**What the task requires**
Exactly as they appear below, repeat the lines from the one with "and connect immediately." through the one with "pub enum Action", and no others.

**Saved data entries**
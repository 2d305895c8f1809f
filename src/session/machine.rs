//! Connection state machine.
//!
//! [`Connection`] is sans-IO: every stimulus (caller command, transport
//! event, timer firing) is fed to [`Connection::step`] as an [`Input`], and
//! the machine answers with the [`Action`]s the driver must perform. It never
//! touches a socket or a clock-driven timer itself, so every transition can
//! be exercised synchronously.
//!
//! Lifecycle:
//!
//! ```text
//! Idle → Connecting → AwaitingChallenge → Handshaking → Open
//!                                                        │ close
//!                 ┌──────────── ReconnectScheduled ◄─────┤
//!                 └→ Connecting                  Idle ◄──┘ (reconnect disabled)
//!
//! stop() from anywhere → Stopped
//! ```
//!
//! Every state change is accompanied by [`Action::CancelTimers`], so a timer
//! armed in one state can never fire into another.

use std::fmt;
use std::sync::Arc;
use std::time::Duration;

use rand::SeedableRng;
use rand::rngs::StdRng;
use serde_json::Value;
use tokio::time::Instant;
use tracing::{debug, info, trace, warn};
use uuid::Uuid;

use super::backoff::{Backoff, BackoffPolicy};
use super::correlator::{Reply, RequestCorrelator};
use super::handshake::{AuthSession, HandshakeConfig};
use super::notify::GatewayNotification;
use super::sequencer::EventSequencer;
use crate::core::{
    CHALLENGE_FALLBACK, CLOSE_CONNECT_FAILED, CLOSE_NORMAL, CLOSE_TICK_TIMEOUT, CodecError,
    METHOD_CONNECT, RequestError, TICK_MISS_FACTOR, TokenStore, Visibility, now_ms,
};
use crate::frame::{
    EventFrame, HelloOk, InboundFrame, RequestFrame, ResponseFrame, decode_hello, decode_inbound,
    encode_request,
};
use crate::identity::SigningCapability;

/// Reason attached to the close frame sent by `stop()`.
const REASON_STOPPED: &str = "client stopped";
/// Reason attached when a transport is discarded by `reconnect_now()`.
const REASON_RECONNECT: &str = "reconnect requested";
/// Reason attached when the handshake was refused.
const REASON_CONNECT_FAILED: &str = "connect failed";
/// Reason attached when the gateway stopped ticking.
const REASON_TICK_TIMEOUT: &str = "tick timeout";

/// Tunables of one session, independent of the transport.
#[derive(Debug, Clone, PartialEq)]
pub struct SessionConfig {
    /// Connect request inputs.
    pub handshake: HandshakeConfig,
    /// Reconnect policy.
    pub backoff: BackoffPolicy,
    /// How long to wait for a challenge before connecting without a nonce.
    pub challenge_timeout: Duration,
}

impl SessionConfig {
    /// Default timing around `handshake`.
    pub fn new(handshake: HandshakeConfig) -> Self {
        Self {
            handshake,
            backoff: BackoffPolicy::default(),
            challenge_timeout: CHALLENGE_FALLBACK,
        }
    }
}

/// Observable connection state.
#[derive(Debug, Clone, Copy, PartialEq, Eq, Hash)]
pub enum ConnectionState {
    /// Not started, or closed with reconnection disabled.
    Idle,
    /// Transport being opened.
    Connecting,
    /// Transport open, waiting for the gateway's challenge.
    AwaitingChallenge,
    /// Connect request sent, waiting for `hello-ok`.
    Handshaking,
    /// Session established; requests may be sent.
    Open,
    /// Waiting out the backoff delay before the next attempt.
    ReconnectScheduled,
    /// Stopped by the caller.
    Stopped,
}

impl ConnectionState {
    /// Whether a transport exists in this state.
    pub fn has_transport(self) -> bool {
        matches!(
            self,
            Self::Connecting | Self::AwaitingChallenge | Self::Handshaking | Self::Open
        )
    }
}

impl fmt::Display for ConnectionState {
    fn fmt(&self, f: &mut fmt::Formatter<'_>) -> fmt::Result {
        let name = match self {
            Self::Idle => "idle",
            Self::Connecting => "connecting",
            Self::AwaitingChallenge => "awaiting-challenge",
            Self::Handshaking => "handshaking",
            Self::Open => "open",
            Self::ReconnectScheduled => "reconnect-scheduled",
            Self::Stopped => "stopped",
        };
        f.write_str(name)
    }
}

/// A stimulus for the state machine.
#[derive(Debug)]
pub enum Input {
    /// Begin connecting (also leaves `Stopped`).
    Start,
    /// Stop for good, rejecting pending requests.
    Stop,
    /// Allow or forbid automatic reconnects.
    SetReconnectEnabled(bool),
    /// Drop the current transport and connect immediately.
    ReconnectNow {
        /// Restore the backoff floor first.
        reset_backoff: bool,
    },
    /// Send a request once the session is open.
    Request {
        /// Method name.
        method: String,
        /// Opaque parameters.
        params: Option<Value>,
        /// Completion.
        reply: Reply,
    },
    /// The transport finished opening.
    TransportOpened,
    /// A text message arrived on the transport.
    TransportMessage(String),
    /// The transport closed or failed to open.
    TransportClosed {
        /// Close code.
        code: u16,
        /// Close reason.
        reason: String,
    },
    /// The challenge fallback timer fired.
    ChallengeTimeout,
    /// The reconnect timer fired.
    ReconnectTimeout,
    /// The tick watchdog fired.
    TickTimeout,
}

/// Work the driver must carry out, in order.
#[derive(Debug)]
pub enum Action {
    /// Open a new transport, replacing any previous one.
    OpenTransport,
    /// Send a text frame on the current transport.
    Send(String),
    /// Close the current transport and ignore anything it reports afterwards.
    CloseTransport {
        /// Close code.
        code: u16,
        /// Close reason.
        reason: String,
    },
    /// Cancel every armed timer.
    CancelTimers,
    /// Arm the challenge fallback timer.
    ArmChallengeTimer(Duration),
    /// Arm the reconnect timer.
    ArmReconnectTimer(Duration),
    /// Arm the tick watchdog.
    ArmTickTimer(Duration),
    /// Deliver a notification to observers.
    Notify(GatewayNotification),
}

/// Per-state data.
#[derive(Debug)]
enum Phase {
    Idle,
    Connecting { auth: AuthSession },
    AwaitingChallenge { auth: AuthSession },
    Handshaking { auth: AuthSession, connect_id: String },
    Open { tick: Option<Duration> },
    ReconnectScheduled,
    Stopped,
}

impl Phase {
    fn state(&self) -> ConnectionState {
        match self {
            Self::Idle => ConnectionState::Idle,
            Self::Connecting { .. } => ConnectionState::Connecting,
            Self::AwaitingChallenge { .. } => ConnectionState::AwaitingChallenge,
            Self::Handshaking { .. } => ConnectionState::Handshaking,
            Self::Open { .. } => ConnectionState::Open,
            Self::ReconnectScheduled => ConnectionState::ReconnectScheduled,
            Self::Stopped => ConnectionState::Stopped,
        }
    }
}

/// The single logical session to a gateway.
pub struct Connection {
    config: SessionConfig,
    phase: Phase,
    reconnect_enabled: bool,
    backoff: Backoff,
    sequencer: EventSequencer,
    pending: RequestCorrelator,
    hello: Option<Arc<HelloOk>>,
    last_frame_at: Instant,
    signing: SigningCapability,
    tokens: Arc<dyn TokenStore>,
    visibility: Arc<dyn Visibility>,
    rng: StdRng,
}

**Result of the exercise**
    /// Drop the current transport and connect immediately.
    ReconnectNow {
        /// Restore the backoff floor first.
        reset_backoff: bool,
    },
    /// Send a request once the session is open.
    Request {
        /// Method name.
        method: String,
        /// Opaque parameters.
        params: Option<Value>,
        /// Completion.
        reply: Reply,
    },
    /// The transport finished opening.
    TransportOpened,
    /// A text message arrived on the transport.
    TransportMessage(String),
    /// The transport closed or failed to open.
    TransportClosed {
        /// Close code.
        code: u16,
        /// Close reason.
        reason: String,
    },
    /// The challenge fallback timer fired.
    ChallengeTimeout,
    /// The reconnect timer fired.
    ReconnectTimeout,
    /// The tick watchdog fired.
    TickTimeout,
}

/// Work the driver must carry out, in order.
#[derive(Debug)]
pub enum Action {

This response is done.